Exhibition “Radio Free Europe” in Munich – media

The exiles he supplied with mail seemed to him to live in a “backward-looking utopia”. Back in the late 1960s, Etienne Balley was a student at his summer job, whizzing down long corridors on a skateboard and handing out letters to people in the offices. Former fascists were among them, secret monarchists, and certainly some other -ists. His father was one of them.

Etienne Bellay was born in Paris, his father Emil came from Slovakia. As a refugee from the Cold War, he experienced what many of those who are now distancing themselves from Putin’s Russia will experience in a similar way: that compromises between wishes and possibilities when choosing a new place of residence are necessary, but not easy. That the old homeland doesn’t want to disappear from the head at the same time, that the next generation growing up in the new homeland is finding it increasingly difficult to understand. So it was with Emil Bellay, and so with many of his colleagues who worked in the long building where his son Etienne delivered the mail. The site at the English Garden in Munich seemed to him “like a zoo, an animal park”.

The entrance of Radio Free Europe on Oettingenstrasse in Munich.
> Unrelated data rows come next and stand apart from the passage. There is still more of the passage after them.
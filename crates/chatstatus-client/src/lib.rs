pub mod clock;
pub mod controller;
pub mod presence;
pub mod protocol;
pub mod session;
pub mod throttle;
pub mod transport;

pub use clock::{Clock, SystemClock};
pub use controller::{
    ControllerAction, ControllerConfig, FeedMessage, LocalSignal, PresenceController,
};
pub use presence::{PendingResolver, PresenceChange, PresenceStore, RemoteUser, TYPING_WINDOW};
pub use protocol::{FrameError, InboundFrame, OutboundFrame};
pub use session::{FrameSink, PresenceSession};
pub use throttle::{RunOnce, Throttle};
pub use transport::{ConnectionState, TransportClient, TransportConfig, TransportEvent};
(Photo: Munich City Museum)

Until the mid-1990s, Radio Free Europe (RFE) and Radio Liberty (RL) were based where students from the Ludwig-Maximilians-University attend political and communication science seminars today. Two radio stations that broadcast their content to the east, to the other side of the Iron Curtain, where independent journalism was not possible. Although: In view of the broadcaster’s financiers, it can at least be doubted whether, especially in the early phase of the Cold War, only “the pure truth” was blown into the airwaves from Munich, as the employee Tibor Molek, who also comes from Slovakia, puts it : The CIA provided the budget well into the 1970s, and the program became more journalistically balanced when the US Congress subsequently paid.

Instead of using jammers, the flow of information is now prevented by blocking the Internet

The memoirs of the staunchly anti-communist journalist Molek and the journalist’s son Etienne Balley, who looks somewhat ironically at the Cold Warriors, are two of five eyewitness reports that can currently be seen and heard in a joint exhibition of the City Museum and the Jewish Museum. There, with “Radio Free Europe. Voices from Munich in the Cold War”, an important piece of city history is illuminated – which has so far remained strangely unilluminated on site, perhaps because the immediately preceding chapters of the history of the former “capital of the movement” absorbed the attention so much.
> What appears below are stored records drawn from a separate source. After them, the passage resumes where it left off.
use super::result::{TransactionalResult, TransactionalScalar};
use crate::core::{IsolationLevel, Result, StoreError, Value};
use crate::orm::{
    Configuration, Entity, EntityStore, QueryResult, Scalar, Selection, SqlEntityStore, TransactionMode, Tuple,
};
use crate::transaction::{TransactionDefinition, TransactionManager, TransactionOperations};
use std::sync::Arc;

/// Entity store whose transactions belong to an external manager
///
/// Reads run in read transactions of the manager, and transactional bodies
/// in write transactions. Writes outside a body are forwarded as they are
/// and only succeed inside a transaction the caller has already begun.
/// Selections are extended so that results materialize in their own
/// transaction, separate from the one the selection was built in.
pub struct ManagedEntityStore<S = SqlEntityStore> {
    delegate: S,
    manager: Arc<dyn TransactionManager>,
}

impl<S: EntityStore> ManagedEntityStore<S> {
    /// Wrap `delegate`, which must run in `TransactionMode::None` with an
    /// entity cache that retains nothing.
    pub fn new(delegate: S, manager: Arc<dyn TransactionManager>) -> Result<Self> {
        let configuration = delegate.configuration();
        if configuration.transaction_mode() != TransactionMode::None {
            return Err(StoreError::InvalidConfiguration(format!(
                "managed store for model '{}' needs transaction mode None, got {:?}",
                configuration.model().name(),
                configuration.transaction_mode()
            )));
        }
        if configuration.cache().retains_entries() {
            return Err(StoreError::InvalidConfiguration(format!(
                "managed store for model '{}' needs an empty entity cache",
                configuration.model().name()
            )));
        }
        Ok(Self { delegate, manager })
    }

    pub fn delegate(&self) -> &S {
        &self.delegate
    }

    pub fn manager(&self) -> &Arc<dyn TransactionManager> {
        &self.manager
    }

    fn results<E: Send + 'static>(
        &self,
        selection: Selection<Box<dyn QueryResult<E>>>,
    ) -> Selection<Box<dyn QueryResult<E>>> {
        let manager = Arc::clone(&self.manager);
        selection.extend(move |result| {
            Box::new(TransactionalResult::new(result, Arc::clone(&manager))) as Box<dyn QueryResult<E>>
        })
    }

    fn write_definition(isolation: IsolationLevel) -> TransactionDefinition {
        TransactionDefinition::read_write().with_isolation(isolation)
    }
}

impl<S: EntityStore> EntityStore for ManagedEntityStore<S> {
    fn configuration(&self) -> &Arc<Configuration> {
        self.delegate.configuration()
    }

    fn insert<E: Entity>(&self, entity: E) -> Result<E> {
        self.delegate.insert(entity)
    }

    fn insert_all<E: Entity>(&self, entities: Vec<E>) -> Result<Vec<E>> {
        self.delegate.insert_all(entities)
    }

    fn update<E: Entity>(&self, entity: E) -> Result<E> {
        self.delegate.update(entity)
    }

    fn upsert<E: Entity>(&self, entity: E) -> Result<E> {
        self.delegate.upsert(entity)
    }

    fn upsert_all<E: Entity>(&self, entities: Vec<E>) -> Result<Vec<E>> {
        self.delegate.upsert_all(entities)
    }

    fn delete<E: Entity>(&self, entity: &E) -> Result<()> {
        self.delegate.delete(entity)
    }

    fn find_by_key<E: Entity, K: Into<Value>>(&self, key: K) -> Result<Option<E>> {
        self.manager
            .execute_read(|_| self.delegate.find_by_key::<E, K>(key))
    }

    fn refresh<E: Entity>(&self, entity: E) -> Result<E> {
        self.manager.execute_read(|_| self.delegate.refresh(entity))
    }

    fn refresh_attributes<E: Entity>(&self, entity: E, attributes: &[&str]) -> Result<E> {
        self.manager
            .execute_read(|_| self.delegate.refresh_attributes(entity, attributes))
    }

    fn refresh_many<E: Entity>(&self, entities: Vec<E>) -> Result<Vec<E>> {
        self.manager
            .execute_read(|_| self.delegate.refresh_many(entities))
    }

    fn refresh_all<E: Entity>(&self, entity: E) -> Result<E> {
        self.manager.execute_read(|_| self.delegate.refresh_all(entity))
    }

    fn select<E: Entity>(&self) -> Result<Selection<Box<dyn QueryResult<E>>>> {
        self.manager
            .execute_read(|_| Ok(self.results(self.delegate.select::<E>()?)))
    }

    fn select_tuples(&self, table: &str, columns: &[&str]) -> Result<Selection<Box<dyn QueryResult<Tuple>>>> {
        self.manager
            .execute_read(|_| Ok(self.results(self.delegate.select_tuples(table, columns)?)))
    }

    fn count<E: Entity>(&self) -> Selection<Box<dyn Scalar<i64>>> {
        let manager = Arc::clone(&self.manager);
        let configuration = Arc::clone(self.delegate.configuration());
        self.delegate.count::<E>().extend(move |scalar| {
            Box::new(TransactionalScalar::new(
                scalar,
                Arc::clone(&manager),
                Arc::clone(&configuration),
            )) as Box<dyn Scalar<i64>>
        })
    }

    fn run_in_transaction<V, F>(&self, body: F) -> Result<V>
    where
        F: FnOnce() -> Result<V>,
    {
        self.manager
            .execute_write(|_| self.delegate.run_in_transaction(body))
    }

    fn run_in_transaction_with<V, F>(&self, body: F, isolation: IsolationLevel) -> Result<V>
    where
        F: FnOnce() -> Result<V>,
    {
        self.manager.execute(&Self::write_definition(isolation), |_| {
            self.delegate.run_in_transaction_with(body, isolation)
        })
    }

    fn with_transaction<V, F>(&self, body: F) -> Result<V>
    where
        F: FnOnce(&Self) -> Result<V>,
    {
        self.manager.execute_write(|_| body(self))
    }

    fn with_transaction_isolation<V, F>(&self, isolation: IsolationLevel, body: F) -> Result<V>
    where
        F: FnOnce(&Self) -> Result<V>,
    {
        self.manager
            .execute(&Self::write_definition(isolation), |_| body(self))
    }

    /// Already blocking
    fn to_blocking(&self) -> &Self {
        self
    }
}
Journalists in Exile: As "voice of freedom" the broadcasters like to call themselves - at least in the early days, the program was heavily tinged with propaganda.

The broadcasters liked to describe themselves as the “voice of freedom” – at least in the early days, the program was heavily tinged with propaganda.

(Photo: Ernst Jank/Munich City Museum)

The small exhibition, which is nevertheless divided between the two museums, now presents a walk through the history of the broadcasters in the city, including double-agent stories and stories of attacks – as well as small surprises: Peter Demetz, a Germanist who taught at Yale for a long time, also talks in a video in the Jewish Museum about his interlude as culture editor at RFE. Its operation from Munich came to an end in the mid-1990s: After the then US President Bill Clinton thanked the employees in letters signed by hand (“On behalf of a grateful nation: (…) RFE/RL played a crucial role in the development of democratic forces in Eastern Europe and the former Soviet Union”), the stations moved to Prague in 1995.

How history sometimes seems to repeat itself – this aspect makes the small exhibition in the times of the Ukraine war also interesting beyond the view of Munich’s city history: Instead of jammers like back then, the free flow of information is now prevented by internet blocks. And some of the questions that the journalists of Radio Free Europe and Radio Liberty were faced with are similar to those of their colleagues who fled Russia: Do the programs that are supposed to create a counter-public reach an audience at all? How close are you to the reality of his life? And as far as one’s own reality of life is concerned: wouldn’t it perhaps be better to settle down mentally in exile as well?